Soyguncu kaptan Mattis (Christopher Wagelin), duyguları dışında kimsenin onu şaşırtmasına izin vermez.ARD
Elbette erkek rolleri kadınlar tarafından oynanıyor, bu yüzden soyguncular yetkililer adına iki kız kardeş tarafından avlanıyor ve büyük olan (Netflix'in “Bonusfamiljen” dizisiyle tanınan ve sevilen Agnes Rase) onunla çalışacak. jilet gibi keskin bir melankoli. Yoksulluk ile suç, şiddet ile hukuk, hayırseverlik ile yaşama açlığı arasındaki ilişki diğer karakterler üzerinden irdeleniyor.

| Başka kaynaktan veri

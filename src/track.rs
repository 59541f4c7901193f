//! Per-instrument note tracks and the decoders that fill them.
//!
//! An [`InstrumentTrack`] holds one [`DifficultyTrack`] per [`Difficulty`] plus the phrases
//! and text events shared by all difficulties. Decoders append in a single forward pass,
//! and [`InstrumentTrack::finalize`] closes whatever is still open once the source is
//! exhausted.

pub mod drums;
pub mod fret;
pub mod note;
pub mod phrase;
pub mod vocals;

use self::{
    note::TrackNote,
    phrase::{PhraseMap, close_open_phrases, last_phrase_tick},
};
use crate::flat_map::FlatMap;

/// Text events by tick, in file order within a tick.
pub type TextEvents = FlatMap<u64, Vec<String>>;

/// Appends a text event. Ticks must be non-decreasing.
pub fn push_text_event(events: &mut TextEvents, tick: u64, text: impl Into<String>) {
    events.get_or_add_back(tick, Vec::new).push(text.into());
}

/// A chart difficulty.
#[derive(Debug, Clone, Copy, PartialEq, Eq, PartialOrd, Ord, Hash)]
#[cfg_attr(feature = "serde", derive(serde::Serialize, serde::Deserialize))]
pub enum Difficulty {
    /// Easy.
    Easy,
    /// Medium.
    Medium,
    /// Hard.
    Hard,
    /// Expert.
    Expert,
}

impl Difficulty {
    /// Every difficulty, easiest first.
    pub const ALL: [Self; 4] = [Self::Easy, Self::Medium, Self::Hard, Self::Expert];

    /// Position in [`Self::ALL`].
    #[must_use]
    pub const fn index(self) -> usize {
        self as usize
    }
}

/// The notes, phrases and text events of one difficulty.
#[derive(Debug, Clone, PartialEq, Eq)]
#[cfg_attr(feature = "serde", derive(serde::Serialize, serde::Deserialize))]
pub struct DifficultyTrack<N> {
    /// Notes by tick.
    pub notes: FlatMap<u64, N>,
    /// Phrases that only apply to this difficulty.
    pub phrases: PhraseMap,
    /// Text events of this difficulty.
    pub events: TextEvents,
}

impl<N> Default for DifficultyTrack<N> {
    fn default() -> Self {
        Self {
            notes: FlatMap::new(),
            phrases: PhraseMap::new(),
            events: TextEvents::new(),
        }
    }
}

impl<N> DifficultyTrack<N> {
    /// Whether there are no notes.
    #[must_use]
    pub fn is_empty(&self) -> bool {
        self.notes.is_empty()
    }
}

impl<N: TrackNote> DifficultyTrack<N> {
    /// The last tick touched by a note, phrase or event.
    #[must_use]
    pub fn last_tick(&self) -> u64 {
        let notes = self
            .notes
            .iter()
            .map(|(&tick, note)| tick + note.longest_sustain())
            .max()
            .unwrap_or(0);
        let events = self.events.last().map_or(0, |(&tick, _)| tick);
        notes.max(events).max(last_phrase_tick(&self.phrases))
    }

    /// Closes open sustains and phrases, drops notes without lanes and releases spare
    /// capacity.
    pub fn finalize(&mut self, sustain_cutoff: u64) {
        for note in self.notes.values_mut() {
            note.close_sustains(sustain_cutoff);
        }
        let before = self.notes.len();
        self.notes.retain(|_, note| !note.is_empty());
        if self.notes.len() != before {
            log::trace!("pruned {} notes without lanes", before - self.notes.len());
        }
        close_open_phrases(&mut self.phrases);
        self.notes.shrink_to_fit();
        self.phrases.shrink_to_fit();
        self.events.shrink_to_fit();
    }
}

/// The tracks of one instrument across all difficulties.
#[derive(Debug, Clone, PartialEq, Eq)]
#[cfg_attr(feature = "serde", derive(serde::Serialize, serde::Deserialize))]
pub struct InstrumentTrack<N> {
    /// One track per difficulty, in [`Difficulty::ALL`] order.
    pub difficulties: [DifficultyTrack<N>; 4],
    /// Phrases shared by every difficulty.
    pub phrases: PhraseMap,
    /// Text events shared by every difficulty.
    pub events: TextEvents,
}

impl<N> Default for InstrumentTrack<N> {
    fn default() -> Self {
        Self {
            difficulties: std::array::from_fn(|_| DifficultyTrack::default()),
            phrases: PhraseMap::new(),
            events: TextEvents::new(),
        }
    }
}

impl<N> InstrumentTrack<N> {
    /// Creates an empty track.
    #[must_use]
    pub fn new() -> Self {
        Self::default()
    }

    /// The track of `difficulty`.
    #[must_use]
    pub const fn difficulty(&self, difficulty: Difficulty) -> &DifficultyTrack<N> {
        let [easy, medium, hard, expert] = &self.difficulties;
        match difficulty {
            Difficulty::Easy => easy,
            Difficulty::Medium => medium,
            Difficulty::Hard => hard,
            Difficulty::Expert => expert,
        }
    }

    /// The track of `difficulty`, mutably.
    pub const fn difficulty_mut(&mut self, difficulty: Difficulty) -> &mut DifficultyTrack<N> {
        let [easy, medium, hard, expert] = &mut self.difficulties;
        match difficulty {
            Difficulty::Easy => easy,
            Difficulty::Medium => medium,
            Difficulty::Hard => hard,
            Difficulty::Expert => expert,
        }
    }

    /// Whether no difficulty has notes.
    #[must_use]
    pub fn is_empty(&self) -> bool {
        self.difficulties.iter().all(DifficultyTrack::is_empty)
    }
}

impl<N: TrackNote> InstrumentTrack<N> {
    /// The last tick touched by any difficulty, phrase or event.
    #[must_use]
    pub fn last_tick(&self) -> u64 {
        self.difficulties
            .iter()
            .map(DifficultyTrack::last_tick)
            .chain([
                last_phrase_tick(&self.phrases),
                self.events.last().map_or(0, |(&tick, _)| tick),
            ])
            .max()
            .unwrap_or(0)
    }

    /// Finalises every difficulty. See [`DifficultyTrack::finalize`].
    pub fn finalize(&mut self, sustain_cutoff: u64) {
        for track in &mut self.difficulties {
            track.finalize(sustain_cutoff);
        }
        close_open_phrases(&mut self.phrases);
        self.phrases.shrink_to_fit();
        self.events.shrink_to_fit();
    }
}

#[cfg(test)]
mod tests {
    use pretty_assertions::assert_eq;

    use super::{
        note::{FretNote, Sustain},
        phrase::{PhraseTracker, SpecialPhraseType},
        *,
    };

    #[test]
    fn finalize_prunes_and_closes() {
        let mut track = InstrumentTrack::<FretNote>::new();
        let expert = track.difficulty_mut(Difficulty::Expert);
        expert
            .notes
            .get_or_add_back(0, FretNote::default)
            .set_lane(1, Sustain::Closed(100));
        expert.notes.get_or_add_back(480, FretNote::default);
        expert
            .notes
            .get_or_add_back(960, FretNote::default)
            .set_lane(2, Sustain::Open);
        push_text_event(&mut expert.events, 2000, "lyric");

        let mut tracker = PhraseTracker::new();
        tracker.start(&mut track.phrases, SpecialPhraseType::StarPower, 0);

        assert_eq!(track.last_tick(), 2000);
        track.finalize(50);

        let expert = track.difficulty(Difficulty::Expert);
        let ticks: Vec<_> = expert.notes.keys().copied().collect();
        assert_eq!(ticks, vec![0, 960]);
        assert_eq!(expert.notes[1].lane(2), Some(Sustain::Closed(0)));
        assert_eq!(track.phrases[0][0].length, Sustain::Closed(0));
        assert!(track.difficulty(Difficulty::Easy).is_empty());
        assert!(!track.is_empty());
    }
}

Çıplak soyguncular karda kavga etti
Yönetmen Lisa James Larsson ve yazar Hans Rosenfeldt doğru tonu yakalamışlar, karakterler çelişkileriyle sunuluyor, sevdiklerinizden korkuyorsunuz ve hatta Ronja'ya saldırmak isteyenlerden bile hoşlanıyorsunuz – açgözlü olanı bile değil. Voigt'ten tamamen vazgeçmek. Kameraman Frida Wendel'in ortaya çıkardığı yeni optik gücün keyfini çıkarabilmeniz çok daha iyi: romantik manzara panoramaları, şaşırtıcı orman derinlikleri, fantastik, oldukça korkutucu sis ve gece figürleri, Mattisburg'dan sarhoşluk, güç ve testosteron damlayan iç mekan çekimleri. Ronja'nın annesi Lovis'in (Krista Kosonen) emriyle karda birbirleriyle temiz bir şekilde savaşan çıplak pembe soyguncular unutulmazdır. Aniden tekrar mutlu olmak kolaydır.
“Soyguncunun Kızı Ronja”yı baştan sona bildiğiniz ve temel kümelenmenin hızlı bir şekilde açıklanabileceği gerçeğinin yanlış bir varsayım olduğu ortaya çıkıyor. Lindgren, canlı somutluğu ve zengin edebi imalarıyla, yönleri sonsuzca keşfedilebilecek bir hırsızlar dünyasının kapılarını açıyor. Altı bölümün ardından henüz bitmedi; hâlâ vurgulanacak, açıklığa kavuşturulacak ve eklenecek çok şey var. Hatta Rumpelwicht ailesi takımyıldızının derinliklerine ve Vahşi Drude'ların biyografilerine dalmak bile isteyebiliriz. Şans eseri altı bölümden sonra en az üç sezona yetecek kadar bölüm kalmış.
Soyguncunun kızı Ronja: 1-3. Bölümler, 25 Aralık, 20.15'ten, 4-6. Bölümler, 26 Aralık, 17.45'ten (ARD) veya medya kitaplığında.